____ Supplied records

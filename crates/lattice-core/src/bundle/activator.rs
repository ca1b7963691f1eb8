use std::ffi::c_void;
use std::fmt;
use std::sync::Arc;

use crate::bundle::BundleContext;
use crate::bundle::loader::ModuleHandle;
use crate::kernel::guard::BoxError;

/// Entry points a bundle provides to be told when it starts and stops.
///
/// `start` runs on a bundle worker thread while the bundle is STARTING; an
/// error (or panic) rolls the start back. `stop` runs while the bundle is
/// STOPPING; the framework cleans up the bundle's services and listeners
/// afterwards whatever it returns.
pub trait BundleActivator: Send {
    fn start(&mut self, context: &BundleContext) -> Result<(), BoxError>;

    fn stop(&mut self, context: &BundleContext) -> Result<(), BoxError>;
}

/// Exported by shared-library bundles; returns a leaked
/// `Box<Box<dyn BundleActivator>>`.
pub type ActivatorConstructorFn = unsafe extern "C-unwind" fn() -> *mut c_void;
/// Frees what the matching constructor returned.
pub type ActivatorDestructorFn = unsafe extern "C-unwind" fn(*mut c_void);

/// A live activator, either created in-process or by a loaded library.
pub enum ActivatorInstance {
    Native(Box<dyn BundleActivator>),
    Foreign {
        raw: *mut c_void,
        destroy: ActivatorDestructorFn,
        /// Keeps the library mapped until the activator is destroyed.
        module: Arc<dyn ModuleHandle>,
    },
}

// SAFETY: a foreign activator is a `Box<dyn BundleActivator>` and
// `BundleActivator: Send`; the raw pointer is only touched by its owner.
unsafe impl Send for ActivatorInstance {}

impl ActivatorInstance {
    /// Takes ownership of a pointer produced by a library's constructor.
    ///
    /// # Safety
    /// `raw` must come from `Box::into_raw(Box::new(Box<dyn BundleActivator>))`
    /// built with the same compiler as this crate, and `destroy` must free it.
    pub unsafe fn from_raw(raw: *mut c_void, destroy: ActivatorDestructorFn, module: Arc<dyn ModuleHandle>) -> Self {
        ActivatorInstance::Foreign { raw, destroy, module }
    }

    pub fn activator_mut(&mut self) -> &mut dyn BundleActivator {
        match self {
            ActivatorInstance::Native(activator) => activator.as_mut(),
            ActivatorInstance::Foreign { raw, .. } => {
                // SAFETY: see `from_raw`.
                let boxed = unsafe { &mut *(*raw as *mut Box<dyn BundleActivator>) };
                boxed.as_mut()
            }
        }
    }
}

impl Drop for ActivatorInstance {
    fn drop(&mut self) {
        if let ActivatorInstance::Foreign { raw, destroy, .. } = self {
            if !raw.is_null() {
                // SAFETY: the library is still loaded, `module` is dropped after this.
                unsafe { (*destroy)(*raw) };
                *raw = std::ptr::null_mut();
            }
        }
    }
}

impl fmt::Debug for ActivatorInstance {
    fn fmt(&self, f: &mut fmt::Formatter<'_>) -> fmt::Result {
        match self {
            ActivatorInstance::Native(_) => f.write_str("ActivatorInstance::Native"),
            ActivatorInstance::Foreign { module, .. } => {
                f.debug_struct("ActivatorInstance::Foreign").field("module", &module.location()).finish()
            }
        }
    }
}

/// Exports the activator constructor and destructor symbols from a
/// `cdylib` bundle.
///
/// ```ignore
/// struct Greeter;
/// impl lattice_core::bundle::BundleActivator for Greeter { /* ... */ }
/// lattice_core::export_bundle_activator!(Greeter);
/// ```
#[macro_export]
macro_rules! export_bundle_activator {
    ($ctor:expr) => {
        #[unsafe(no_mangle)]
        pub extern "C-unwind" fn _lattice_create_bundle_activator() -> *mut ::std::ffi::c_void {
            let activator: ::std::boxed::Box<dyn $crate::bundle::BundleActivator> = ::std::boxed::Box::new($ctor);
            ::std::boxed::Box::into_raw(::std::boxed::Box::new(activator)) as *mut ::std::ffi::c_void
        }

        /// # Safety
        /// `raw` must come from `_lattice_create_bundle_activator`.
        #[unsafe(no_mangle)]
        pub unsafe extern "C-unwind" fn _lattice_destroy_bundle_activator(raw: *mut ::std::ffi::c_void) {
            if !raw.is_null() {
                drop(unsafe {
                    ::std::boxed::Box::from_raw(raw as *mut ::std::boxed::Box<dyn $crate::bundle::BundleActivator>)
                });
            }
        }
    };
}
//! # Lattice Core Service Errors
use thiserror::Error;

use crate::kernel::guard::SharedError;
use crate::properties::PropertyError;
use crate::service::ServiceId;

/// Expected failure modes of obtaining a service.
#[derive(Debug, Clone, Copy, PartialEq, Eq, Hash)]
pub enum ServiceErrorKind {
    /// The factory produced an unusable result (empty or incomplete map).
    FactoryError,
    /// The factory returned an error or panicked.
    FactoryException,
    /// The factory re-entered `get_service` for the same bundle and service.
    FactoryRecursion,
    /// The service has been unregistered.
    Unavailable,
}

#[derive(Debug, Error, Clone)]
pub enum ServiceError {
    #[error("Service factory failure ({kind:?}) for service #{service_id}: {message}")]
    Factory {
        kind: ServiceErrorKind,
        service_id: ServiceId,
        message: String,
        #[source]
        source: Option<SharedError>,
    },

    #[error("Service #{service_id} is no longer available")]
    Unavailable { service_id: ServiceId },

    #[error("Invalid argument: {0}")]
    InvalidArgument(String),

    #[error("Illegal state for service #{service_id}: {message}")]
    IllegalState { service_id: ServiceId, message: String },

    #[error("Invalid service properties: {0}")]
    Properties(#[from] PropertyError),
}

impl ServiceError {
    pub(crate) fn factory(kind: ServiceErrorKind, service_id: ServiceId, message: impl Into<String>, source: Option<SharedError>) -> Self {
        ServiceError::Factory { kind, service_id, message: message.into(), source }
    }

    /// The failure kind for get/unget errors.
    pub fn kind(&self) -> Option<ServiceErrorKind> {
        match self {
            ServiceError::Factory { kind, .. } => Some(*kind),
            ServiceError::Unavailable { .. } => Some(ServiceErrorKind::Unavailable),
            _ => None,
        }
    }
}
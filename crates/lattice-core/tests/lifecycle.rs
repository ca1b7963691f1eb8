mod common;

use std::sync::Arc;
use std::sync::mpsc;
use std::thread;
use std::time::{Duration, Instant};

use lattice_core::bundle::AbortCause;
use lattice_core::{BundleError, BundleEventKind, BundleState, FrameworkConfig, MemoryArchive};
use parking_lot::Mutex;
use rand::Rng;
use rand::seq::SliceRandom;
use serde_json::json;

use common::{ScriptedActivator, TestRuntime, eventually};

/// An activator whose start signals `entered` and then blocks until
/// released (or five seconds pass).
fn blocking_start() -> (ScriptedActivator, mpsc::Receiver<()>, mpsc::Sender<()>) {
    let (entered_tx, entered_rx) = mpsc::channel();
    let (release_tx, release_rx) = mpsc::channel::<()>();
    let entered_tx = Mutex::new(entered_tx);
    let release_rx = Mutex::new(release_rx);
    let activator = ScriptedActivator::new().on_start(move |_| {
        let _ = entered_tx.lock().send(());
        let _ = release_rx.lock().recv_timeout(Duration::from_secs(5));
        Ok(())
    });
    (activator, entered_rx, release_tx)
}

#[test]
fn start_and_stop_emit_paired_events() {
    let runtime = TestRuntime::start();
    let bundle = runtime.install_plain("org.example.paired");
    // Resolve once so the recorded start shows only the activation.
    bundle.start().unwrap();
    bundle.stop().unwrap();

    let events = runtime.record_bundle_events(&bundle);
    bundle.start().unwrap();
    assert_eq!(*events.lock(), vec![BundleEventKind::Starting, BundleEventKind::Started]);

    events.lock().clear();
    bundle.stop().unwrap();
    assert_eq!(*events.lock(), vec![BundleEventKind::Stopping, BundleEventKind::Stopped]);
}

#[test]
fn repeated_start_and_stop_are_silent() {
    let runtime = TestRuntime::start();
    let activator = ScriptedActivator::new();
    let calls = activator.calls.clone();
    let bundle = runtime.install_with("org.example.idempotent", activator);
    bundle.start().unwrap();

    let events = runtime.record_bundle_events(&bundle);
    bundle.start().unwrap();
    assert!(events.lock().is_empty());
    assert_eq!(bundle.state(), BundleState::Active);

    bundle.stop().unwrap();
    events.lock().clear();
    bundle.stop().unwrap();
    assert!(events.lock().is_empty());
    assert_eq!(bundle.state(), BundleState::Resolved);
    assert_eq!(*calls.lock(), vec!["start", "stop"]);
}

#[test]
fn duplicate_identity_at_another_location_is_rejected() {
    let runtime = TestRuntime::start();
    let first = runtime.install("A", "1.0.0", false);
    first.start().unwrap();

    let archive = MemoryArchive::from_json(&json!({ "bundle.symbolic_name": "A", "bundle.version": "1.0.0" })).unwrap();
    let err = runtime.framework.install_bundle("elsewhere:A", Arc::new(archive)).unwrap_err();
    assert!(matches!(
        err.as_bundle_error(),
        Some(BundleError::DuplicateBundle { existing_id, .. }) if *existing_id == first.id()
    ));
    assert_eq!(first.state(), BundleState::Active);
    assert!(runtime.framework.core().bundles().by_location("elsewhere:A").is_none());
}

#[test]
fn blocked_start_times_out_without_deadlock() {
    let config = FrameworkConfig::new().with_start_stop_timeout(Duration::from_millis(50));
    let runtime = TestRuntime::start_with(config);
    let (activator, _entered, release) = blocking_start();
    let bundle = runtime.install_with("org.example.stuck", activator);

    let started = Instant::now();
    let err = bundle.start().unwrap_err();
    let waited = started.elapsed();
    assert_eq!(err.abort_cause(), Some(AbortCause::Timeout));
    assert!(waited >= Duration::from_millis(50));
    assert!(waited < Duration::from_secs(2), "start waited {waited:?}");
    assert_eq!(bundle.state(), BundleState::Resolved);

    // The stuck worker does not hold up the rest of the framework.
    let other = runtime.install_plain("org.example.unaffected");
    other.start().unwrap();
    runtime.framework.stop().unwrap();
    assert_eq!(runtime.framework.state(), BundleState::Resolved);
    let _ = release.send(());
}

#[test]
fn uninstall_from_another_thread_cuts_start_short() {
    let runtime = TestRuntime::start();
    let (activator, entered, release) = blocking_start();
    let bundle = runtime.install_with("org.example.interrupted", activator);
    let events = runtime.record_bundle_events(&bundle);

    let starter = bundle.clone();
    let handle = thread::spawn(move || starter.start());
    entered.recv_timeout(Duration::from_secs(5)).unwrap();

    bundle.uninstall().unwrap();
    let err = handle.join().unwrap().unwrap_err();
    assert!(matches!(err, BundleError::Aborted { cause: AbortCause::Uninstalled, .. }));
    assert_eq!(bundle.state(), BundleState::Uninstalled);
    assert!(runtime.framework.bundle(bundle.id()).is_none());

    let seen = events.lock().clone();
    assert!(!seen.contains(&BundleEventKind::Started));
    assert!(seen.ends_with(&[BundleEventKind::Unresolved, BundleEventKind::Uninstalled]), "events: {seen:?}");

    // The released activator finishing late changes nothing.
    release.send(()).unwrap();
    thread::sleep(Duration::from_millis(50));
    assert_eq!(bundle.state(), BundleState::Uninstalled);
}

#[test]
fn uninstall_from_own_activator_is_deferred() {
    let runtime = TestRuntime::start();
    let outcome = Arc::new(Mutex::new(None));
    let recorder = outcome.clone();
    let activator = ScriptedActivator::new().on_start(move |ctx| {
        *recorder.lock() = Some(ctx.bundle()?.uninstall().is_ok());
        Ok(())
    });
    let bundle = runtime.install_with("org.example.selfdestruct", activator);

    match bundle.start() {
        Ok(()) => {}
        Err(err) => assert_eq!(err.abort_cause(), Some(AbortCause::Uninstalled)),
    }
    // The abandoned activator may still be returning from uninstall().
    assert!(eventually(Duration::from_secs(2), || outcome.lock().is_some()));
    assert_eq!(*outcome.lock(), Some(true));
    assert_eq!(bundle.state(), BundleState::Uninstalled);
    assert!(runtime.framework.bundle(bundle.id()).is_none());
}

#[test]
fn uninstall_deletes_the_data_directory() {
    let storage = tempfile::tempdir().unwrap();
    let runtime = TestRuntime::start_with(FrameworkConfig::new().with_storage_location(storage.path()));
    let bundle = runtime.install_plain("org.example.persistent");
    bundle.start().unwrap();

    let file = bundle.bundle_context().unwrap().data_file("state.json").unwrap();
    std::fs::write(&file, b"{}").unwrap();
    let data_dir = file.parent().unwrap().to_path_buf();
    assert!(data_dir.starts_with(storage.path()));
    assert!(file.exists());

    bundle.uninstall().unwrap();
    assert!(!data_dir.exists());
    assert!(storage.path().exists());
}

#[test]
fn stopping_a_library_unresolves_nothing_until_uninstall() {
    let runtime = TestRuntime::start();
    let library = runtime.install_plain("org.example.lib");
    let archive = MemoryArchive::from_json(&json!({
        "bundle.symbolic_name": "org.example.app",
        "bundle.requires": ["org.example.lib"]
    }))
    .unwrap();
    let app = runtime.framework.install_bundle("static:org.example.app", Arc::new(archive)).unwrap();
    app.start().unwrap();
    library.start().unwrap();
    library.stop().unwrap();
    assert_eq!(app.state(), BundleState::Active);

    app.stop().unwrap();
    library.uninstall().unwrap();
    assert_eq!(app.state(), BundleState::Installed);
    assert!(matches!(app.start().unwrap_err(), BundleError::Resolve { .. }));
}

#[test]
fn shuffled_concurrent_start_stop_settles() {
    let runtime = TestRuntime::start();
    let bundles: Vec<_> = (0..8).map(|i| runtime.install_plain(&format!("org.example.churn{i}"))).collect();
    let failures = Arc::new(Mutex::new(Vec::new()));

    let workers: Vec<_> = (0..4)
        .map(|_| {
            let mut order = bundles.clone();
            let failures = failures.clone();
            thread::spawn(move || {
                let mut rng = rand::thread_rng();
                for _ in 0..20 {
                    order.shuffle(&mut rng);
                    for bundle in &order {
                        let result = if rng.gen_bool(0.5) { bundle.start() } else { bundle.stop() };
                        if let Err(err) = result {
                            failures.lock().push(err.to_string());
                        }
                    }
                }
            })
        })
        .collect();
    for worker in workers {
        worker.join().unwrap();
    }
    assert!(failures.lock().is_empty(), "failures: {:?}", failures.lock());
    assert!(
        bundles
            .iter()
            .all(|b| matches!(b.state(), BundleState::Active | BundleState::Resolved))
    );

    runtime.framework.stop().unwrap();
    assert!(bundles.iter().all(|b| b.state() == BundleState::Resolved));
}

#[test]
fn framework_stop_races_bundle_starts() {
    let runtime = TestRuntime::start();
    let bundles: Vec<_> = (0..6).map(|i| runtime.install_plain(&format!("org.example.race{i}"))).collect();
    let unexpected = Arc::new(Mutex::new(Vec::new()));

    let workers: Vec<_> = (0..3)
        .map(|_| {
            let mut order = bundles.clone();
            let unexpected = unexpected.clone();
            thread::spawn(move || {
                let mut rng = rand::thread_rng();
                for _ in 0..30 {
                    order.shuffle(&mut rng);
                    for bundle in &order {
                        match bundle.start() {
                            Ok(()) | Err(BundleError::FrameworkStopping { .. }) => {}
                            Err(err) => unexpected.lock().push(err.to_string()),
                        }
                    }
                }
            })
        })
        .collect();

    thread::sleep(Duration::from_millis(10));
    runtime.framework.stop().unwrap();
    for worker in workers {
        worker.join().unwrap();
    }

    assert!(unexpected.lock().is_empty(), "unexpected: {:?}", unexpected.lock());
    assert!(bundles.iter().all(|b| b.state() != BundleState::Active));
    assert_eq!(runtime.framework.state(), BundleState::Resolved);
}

________
____ Supplied records

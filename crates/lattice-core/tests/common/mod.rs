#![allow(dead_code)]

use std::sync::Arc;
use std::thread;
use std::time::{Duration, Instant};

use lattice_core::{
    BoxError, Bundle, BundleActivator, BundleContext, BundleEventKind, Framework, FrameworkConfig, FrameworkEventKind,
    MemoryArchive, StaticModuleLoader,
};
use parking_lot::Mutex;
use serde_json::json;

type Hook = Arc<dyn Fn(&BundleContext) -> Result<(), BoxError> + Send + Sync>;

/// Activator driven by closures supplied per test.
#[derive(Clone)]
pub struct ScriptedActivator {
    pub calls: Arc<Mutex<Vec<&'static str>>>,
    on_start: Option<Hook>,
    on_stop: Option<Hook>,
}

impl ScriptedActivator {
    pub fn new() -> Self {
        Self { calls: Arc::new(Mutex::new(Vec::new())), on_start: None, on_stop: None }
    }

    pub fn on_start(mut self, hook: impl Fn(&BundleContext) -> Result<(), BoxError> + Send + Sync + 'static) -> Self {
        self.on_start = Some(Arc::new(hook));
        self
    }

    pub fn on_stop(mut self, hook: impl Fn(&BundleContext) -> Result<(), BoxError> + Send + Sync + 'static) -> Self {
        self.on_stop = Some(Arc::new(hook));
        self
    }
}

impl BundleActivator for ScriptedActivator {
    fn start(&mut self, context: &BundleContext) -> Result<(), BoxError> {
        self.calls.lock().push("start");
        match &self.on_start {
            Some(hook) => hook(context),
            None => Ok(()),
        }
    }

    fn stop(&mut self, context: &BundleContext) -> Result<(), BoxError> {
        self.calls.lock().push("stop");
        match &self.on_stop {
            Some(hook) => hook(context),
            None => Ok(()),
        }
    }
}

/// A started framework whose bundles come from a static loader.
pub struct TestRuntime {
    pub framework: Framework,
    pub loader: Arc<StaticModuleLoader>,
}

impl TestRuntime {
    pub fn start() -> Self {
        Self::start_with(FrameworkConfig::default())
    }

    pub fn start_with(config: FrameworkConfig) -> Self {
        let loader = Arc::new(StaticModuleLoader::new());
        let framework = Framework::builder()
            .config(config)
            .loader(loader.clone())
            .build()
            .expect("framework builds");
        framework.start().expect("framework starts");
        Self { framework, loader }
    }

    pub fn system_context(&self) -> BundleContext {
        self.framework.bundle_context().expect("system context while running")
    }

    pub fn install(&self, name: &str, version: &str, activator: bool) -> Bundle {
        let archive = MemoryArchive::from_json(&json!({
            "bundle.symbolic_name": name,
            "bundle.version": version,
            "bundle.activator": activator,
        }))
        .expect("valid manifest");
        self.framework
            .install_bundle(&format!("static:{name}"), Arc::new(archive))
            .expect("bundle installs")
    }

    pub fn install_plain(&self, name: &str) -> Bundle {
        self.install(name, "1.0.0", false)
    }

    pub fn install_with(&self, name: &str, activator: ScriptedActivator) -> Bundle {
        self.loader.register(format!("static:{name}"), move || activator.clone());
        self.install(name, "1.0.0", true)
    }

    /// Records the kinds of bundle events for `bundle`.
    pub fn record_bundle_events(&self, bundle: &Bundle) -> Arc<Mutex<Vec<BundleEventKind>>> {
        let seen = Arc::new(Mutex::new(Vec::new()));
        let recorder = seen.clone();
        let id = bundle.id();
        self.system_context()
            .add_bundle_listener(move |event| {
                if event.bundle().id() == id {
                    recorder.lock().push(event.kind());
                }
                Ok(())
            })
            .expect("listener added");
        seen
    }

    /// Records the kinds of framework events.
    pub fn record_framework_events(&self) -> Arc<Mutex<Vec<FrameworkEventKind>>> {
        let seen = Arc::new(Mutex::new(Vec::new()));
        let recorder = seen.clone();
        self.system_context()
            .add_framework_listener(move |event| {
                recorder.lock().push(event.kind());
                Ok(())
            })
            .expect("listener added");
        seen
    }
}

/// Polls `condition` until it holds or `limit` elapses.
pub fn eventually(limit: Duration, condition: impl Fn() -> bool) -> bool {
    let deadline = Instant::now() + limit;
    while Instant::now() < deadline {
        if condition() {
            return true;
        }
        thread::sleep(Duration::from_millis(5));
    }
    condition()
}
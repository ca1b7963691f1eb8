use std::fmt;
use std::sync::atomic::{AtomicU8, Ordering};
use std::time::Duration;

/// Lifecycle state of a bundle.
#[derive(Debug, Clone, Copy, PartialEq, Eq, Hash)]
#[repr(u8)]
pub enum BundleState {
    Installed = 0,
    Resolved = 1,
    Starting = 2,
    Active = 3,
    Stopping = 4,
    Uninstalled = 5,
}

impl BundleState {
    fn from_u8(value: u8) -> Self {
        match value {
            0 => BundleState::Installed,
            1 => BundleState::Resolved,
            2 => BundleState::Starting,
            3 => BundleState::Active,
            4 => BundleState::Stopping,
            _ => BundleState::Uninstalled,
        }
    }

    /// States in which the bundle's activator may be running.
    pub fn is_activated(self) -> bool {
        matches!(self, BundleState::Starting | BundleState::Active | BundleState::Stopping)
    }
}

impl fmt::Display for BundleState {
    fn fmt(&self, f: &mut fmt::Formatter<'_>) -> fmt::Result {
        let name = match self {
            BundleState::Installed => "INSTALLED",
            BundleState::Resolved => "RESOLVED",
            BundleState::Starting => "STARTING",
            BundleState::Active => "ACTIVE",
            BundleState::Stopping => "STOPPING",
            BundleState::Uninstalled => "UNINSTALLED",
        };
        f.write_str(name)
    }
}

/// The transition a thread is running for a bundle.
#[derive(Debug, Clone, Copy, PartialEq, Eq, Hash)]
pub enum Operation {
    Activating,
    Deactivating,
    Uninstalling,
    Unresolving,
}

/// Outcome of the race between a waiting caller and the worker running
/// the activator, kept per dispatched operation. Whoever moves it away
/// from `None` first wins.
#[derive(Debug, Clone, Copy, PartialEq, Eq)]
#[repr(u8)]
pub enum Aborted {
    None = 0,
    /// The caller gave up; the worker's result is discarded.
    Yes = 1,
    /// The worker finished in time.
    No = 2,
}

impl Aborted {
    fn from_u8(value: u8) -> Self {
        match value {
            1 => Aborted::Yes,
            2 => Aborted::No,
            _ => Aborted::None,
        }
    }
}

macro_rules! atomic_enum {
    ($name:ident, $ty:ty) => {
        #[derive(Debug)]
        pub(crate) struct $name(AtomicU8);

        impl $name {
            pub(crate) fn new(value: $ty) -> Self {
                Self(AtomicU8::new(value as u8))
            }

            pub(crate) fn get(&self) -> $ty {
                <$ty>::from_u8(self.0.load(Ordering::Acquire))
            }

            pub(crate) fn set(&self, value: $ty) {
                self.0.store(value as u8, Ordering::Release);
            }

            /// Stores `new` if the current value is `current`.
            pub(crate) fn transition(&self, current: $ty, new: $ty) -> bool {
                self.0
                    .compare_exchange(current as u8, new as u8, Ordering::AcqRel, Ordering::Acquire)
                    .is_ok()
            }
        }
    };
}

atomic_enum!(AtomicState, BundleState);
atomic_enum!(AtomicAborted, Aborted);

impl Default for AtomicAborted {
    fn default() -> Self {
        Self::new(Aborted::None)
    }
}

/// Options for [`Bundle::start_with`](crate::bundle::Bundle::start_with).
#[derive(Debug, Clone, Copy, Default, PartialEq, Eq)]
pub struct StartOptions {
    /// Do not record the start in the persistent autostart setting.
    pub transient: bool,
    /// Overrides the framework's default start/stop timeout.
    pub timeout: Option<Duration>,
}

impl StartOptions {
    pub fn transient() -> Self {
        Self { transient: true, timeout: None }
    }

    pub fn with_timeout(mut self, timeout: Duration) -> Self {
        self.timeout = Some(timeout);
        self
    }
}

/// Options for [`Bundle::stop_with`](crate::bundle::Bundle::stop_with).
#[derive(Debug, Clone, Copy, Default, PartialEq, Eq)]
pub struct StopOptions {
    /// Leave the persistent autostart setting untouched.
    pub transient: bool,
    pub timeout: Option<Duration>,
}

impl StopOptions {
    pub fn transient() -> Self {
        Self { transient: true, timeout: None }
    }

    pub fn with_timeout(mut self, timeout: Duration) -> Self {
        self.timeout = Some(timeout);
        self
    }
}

________

Send back an exact copy of only the lines from the line with "filename crates/lattice-core/src/bundle/activator.rs" up to and including the line with "use crate::kernel::guard::BoxError;" in the data above.

filename crates/lattice-core/src/bundle/activator.rs
repository ca1b7963691f1eb8
use std::ffi::c_void;
use std::fmt;
use std::sync::Arc;

use crate::bundle::BundleContext;
use crate::bundle::loader::ModuleHandle;
use crate::kernel::guard::BoxError;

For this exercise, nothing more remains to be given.